• WHAT YOU ARE ASKED TO DO: Throughout the entries below, report every line where "contains" is found.

• INPUT MATERIAL:
○ ○ ○

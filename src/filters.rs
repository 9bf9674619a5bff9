// src/filters.rs
use std::collections::BTreeSet;

use serde::{Deserialize, Serialize};
use strum_macros::{Display, EnumString};

use crate::errors::HubError;
use crate::models::{Product, ProductStatus};

pub const ALL_CATEGORIES: &str = "all";
const MIN_DISCOUNT: f64 = 0.0;
const MAX_DISCOUNT: f64 = 100.0;

/// Flaga trójstanowa: ustawiona, wyłączona albo bez znaczenia.
#[derive(Debug, Clone, Copy, PartialEq, Eq, Default, Serialize, Deserialize)]
pub enum TriState {
    #[default]
    Unset,
    Yes,
    No,
}

impl TriState {
    pub fn as_bool(self) -> Option<bool> {
        match self {
            TriState::Unset => None,
            TriState::Yes => Some(true),
            TriState::No => Some(false),
        }
    }

    pub fn matches(self, value: bool) -> bool {
        match self {
            TriState::Unset => true,
            TriState::Yes => value,
            TriState::No => !value,
        }
    }
}

#[derive(
    Debug, Clone, Copy, PartialEq, Eq, Default, Serialize, Deserialize, Display, EnumString,
)]
#[serde(rename_all = "snake_case")]
#[strum(serialize_all = "snake_case")]
pub enum SortKey {
    #[default]
    Name,
    Price,
    Discount,
    Stock,
    CreatedAt,
    UpdatedAt,
}

#[derive(
    Debug, Clone, Copy, PartialEq, Eq, Default, Serialize, Deserialize, Display, EnumString,
)]
#[serde(rename_all = "lowercase")]
#[strum(serialize_all = "lowercase", ascii_case_insensitive)]
pub enum SortOrder {
    #[default]
    Asc,
    Desc,
}

/// Przedział domknięty; brak granicy oznacza brak ograniczenia.
#[derive(Debug, Clone, Copy, PartialEq, Default, Serialize, Deserialize)]
pub struct NumericRange {
    pub min: Option<f64>,
    pub max: Option<f64>,
}

impl NumericRange {
    pub fn new(min: Option<f64>, max: Option<f64>) -> Self {
        NumericRange { min, max }
    }

    pub fn contains(&self, value: f64) -> bool {
        self.min.is_none_or(|min| value >= min) && self.max.is_none_or(|max| value <= max)
    }

    pub fn is_unbounded(&self) -> bool {
        self.min.is_none() && self.max.is_none()
    }

    fn is_inverted(&self) -> bool {
        matches!((self.min, self.max), (Some(min), Some(max)) if min > max)
    }

    fn has_non_finite_bound(&self) -> bool {
        [self.min, self.max]
            .into_iter()
            .flatten()
            .any(|bound| !bound.is_finite())
    }
}

/// Pełny zestaw filtrów i sortowania listy produktów w danej chwili.
#[derive(Debug, Clone, PartialEq, Serialize, Deserialize)]
pub struct FilterState {
    pub category: String,
    pub tags: BTreeSet<String>,
    pub price: NumericRange,
    pub discount: NumericRange,
    pub exclude_out_of_stock: bool,
    pub box_number: String,
    pub flagged: TriState,
    pub status: Option<ProductStatus>,
    pub sort_by: SortKey,
    pub order: SortOrder,
}

impl Default for FilterState {
    fn default() -> Self {
        FilterState {
            category: ALL_CATEGORIES.to_string(),
            tags: BTreeSet::new(),
            price: NumericRange::default(),
            discount: NumericRange::default(),
            exclude_out_of_stock: false,
            box_number: String::new(),
            flagged: TriState::Unset,
            status: None,
            sort_by: SortKey::default(),
            order: SortOrder::default(),
        }
    }
}

/// Zdarzenia użytkownika zmieniające filtry.
#[derive(Debug, Clone, PartialEq)]
pub enum FilterEvent {
    CategorySelected(String),
    TagToggled(String),
    TagsCleared,
    PriceRangeChanged(NumericRange),
    DiscountRangeChanged(NumericRange),
    ExcludeOutOfStockChanged(bool),
    BoxNumberChanged(String),
    FlaggedChanged(TriState),
    StatusChanged(Option<ProductStatus>),
    SortChanged(SortKey, SortOrder),
    Reset,
}

impl FilterState {
    /// Nowy stan = f(stary stan, zdarzenie).
    pub fn apply(self, event: FilterEvent) -> FilterState {
        let mut next = self;
        match event {
            FilterEvent::CategorySelected(category) => {
                let category = category.trim();
                next.category = if category.is_empty() {
                    ALL_CATEGORIES.to_string()
                } else {
                    category.to_string()
                };
            }
            FilterEvent::TagToggled(tag) => {
                let tag = tag.trim().to_string();
                if !tag.is_empty() && !next.tags.remove(&tag) {
                    next.tags.insert(tag);
                }
            }
            FilterEvent::TagsCleared => next.tags.clear(),
            FilterEvent::PriceRangeChanged(range) => next.price = range,
            FilterEvent::DiscountRangeChanged(range) => next.discount = range,
            FilterEvent::ExcludeOutOfStockChanged(exclude) => next.exclude_out_of_stock = exclude,
            FilterEvent::BoxNumberChanged(text) => next.box_number = text.trim().to_string(),
            FilterEvent::FlaggedChanged(flagged) => next.flagged = flagged,
            FilterEvent::StatusChanged(status) => next.status = status,
            FilterEvent::SortChanged(sort_by, order) => {
                next.sort_by = sort_by;
                next.order = order;
            }
            FilterEvent::Reset => next = FilterState::default(),
        }
        next
    }

    pub fn is_all_categories(&self) -> bool {
        self.category.eq_ignore_ascii_case(ALL_CATEGORIES)
    }

    /// Sprawdzenie przed wysłaniem zapytania.
    pub fn validate(&self) -> Result<(), HubError> {
        if self.price.has_non_finite_bound() {
            return Err(HubError::invalid_field("price", "cena musi być liczbą"));
        }
        if self.discount.has_non_finite_bound() {
            return Err(HubError::invalid_field("discount", "rabat musi być liczbą"));
        }
        if self.price.is_inverted() {
            return Err(HubError::invalid_field(
                "price",
                "cena minimalna jest większa od maksymalnej",
            ));
        }
        if self.price.min.is_some_and(|v| v < 0.0) {
            return Err(HubError::invalid_field("price", "cena nie może być ujemna"));
        }
        if self.discount.is_inverted() {
            return Err(HubError::invalid_field(
                "discount",
                "rabat minimalny jest większy od maksymalnego",
            ));
        }
        let out_of_bounds = |v: f64| !(MIN_DISCOUNT..=MAX_DISCOUNT).contains(&v);
        if self.discount.min.is_some_and(out_of_bounds) || self.discount.max.is_some_and(out_of_bounds)
        {
            return Err(HubError::invalid_field(
                "discount",
                "rabat musi mieścić się w 0-100",
            ));
        }
        Ok(())
    }

    pub fn to_query(&self) -> ProductQuery {
        ProductQuery {
            category: (!self.is_all_categories()).then(|| self.category.clone()),
            tags: (!self.tags.is_empty())
                .then(|| self.tags.iter().cloned().collect::<Vec<_>>().join(",")),
            min_price: self.price.min,
            max_price: self.price.max,
            min_discount: self.discount.min,
            max_discount: self.discount.max,
            exclude_out_of_stock: self.exclude_out_of_stock.then_some(true),
            box_number: (!self.box_number.is_empty()).then(|| self.box_number.clone()),
            flagged: self.flagged.as_bool(),
            status: self.status,
            sort_by: self.sort_by,
            sort_order: self.order,
        }
    }

    /// Produkt niedostępny przy włączonym `exclude_out_of_stock`. To jedyny
    /// filtr egzekwowany lokalnie na stronie zwróconej przez serwer.
    pub fn hides_out_of_stock(&self, product: &Product) -> bool {
        self.exclude_out_of_stock && !product.in_stock
    }

    /// Lokalna ocena filtrów, wyłącznie diagnostyczna: o dopasowaniu
    /// rozstrzyga serwer. Tagi pomija.
    pub fn admits(&self, product: &Product) -> bool {
        if self.exclude_out_of_stock && !product.in_stock {
            return false;
        }
        if !self.flagged.matches(product.flagged) {
            return false;
        }
        if !self.is_all_categories() && !product.category.eq_ignore_ascii_case(&self.category) {
            return false;
        }
        if self.status.is_some_and(|status| status != product.status) {
            return false;
        }
        let effective_price = if product.selling_price > 0.0 {
            product.selling_price
        } else {
            product.mrp
        };
        if !self.price.contains(effective_price) || !self.discount.contains(product.discount) {
            return false;
        }
        if !self.box_number.is_empty() {
            let wanted = self.box_number.to_lowercase();
            let matches_box = product
                .box_number
                .as_deref()
                .is_some_and(|b| b.to_lowercase().contains(&wanted));
            if !matches_box {
                return false;
            }
        }
        true
    }
}

/// Parametry zapytania `GET /api/products` (bez numeru strony).
#[derive(Debug, Clone, PartialEq, Serialize)]
pub struct ProductQuery {
    #[serde(skip_serializing_if = "Option::is_none")]
    pub category: Option<String>,
    #[serde(skip_serializing_if = "Option::is_none")]
    pub tags: Option<String>,
    #[serde(skip_serializing_if = "Option::is_none")]
    pub min_price: Option<f64>,
    #[serde(skip_serializing_if = "Option::is_none")]
    pub max_price: Option<f64>,
    #[serde(skip_serializing_if = "Option::is_none")]
    pub min_discount: Option<f64>,
    #[serde(skip_serializing_if = "Option::is_none")]
    pub max_discount: Option<f64>,
    #[serde(skip_serializing_if = "Option::is_none")]
    pub exclude_out_of_stock: Option<bool>,
    #[serde(skip_serializing_if = "Option::is_none")]
    pub box_number: Option<String>,
    #[serde(skip_serializing_if = "Option::is_none")]
    pub flagged: Option<bool>,
    #[serde(skip_serializing_if = "Option::is_none")]
    pub status: Option<ProductStatus>,
    pub sort_by: SortKey,
    pub sort_order: SortOrder,
}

○ ○ ○

• ANSWER TO THIS PROBLEM:
    pub fn contains(&self, value: f64) -> bool {
        let out_of_bounds = |v: f64| !(MIN_DISCOUNT..=MAX_DISCOUNT).contains(&v);
        if !self.price.contains(effective_price) || !self.discount.contains(product.discount) {
                .is_some_and(|b| b.to_lowercase().contains(&wanted));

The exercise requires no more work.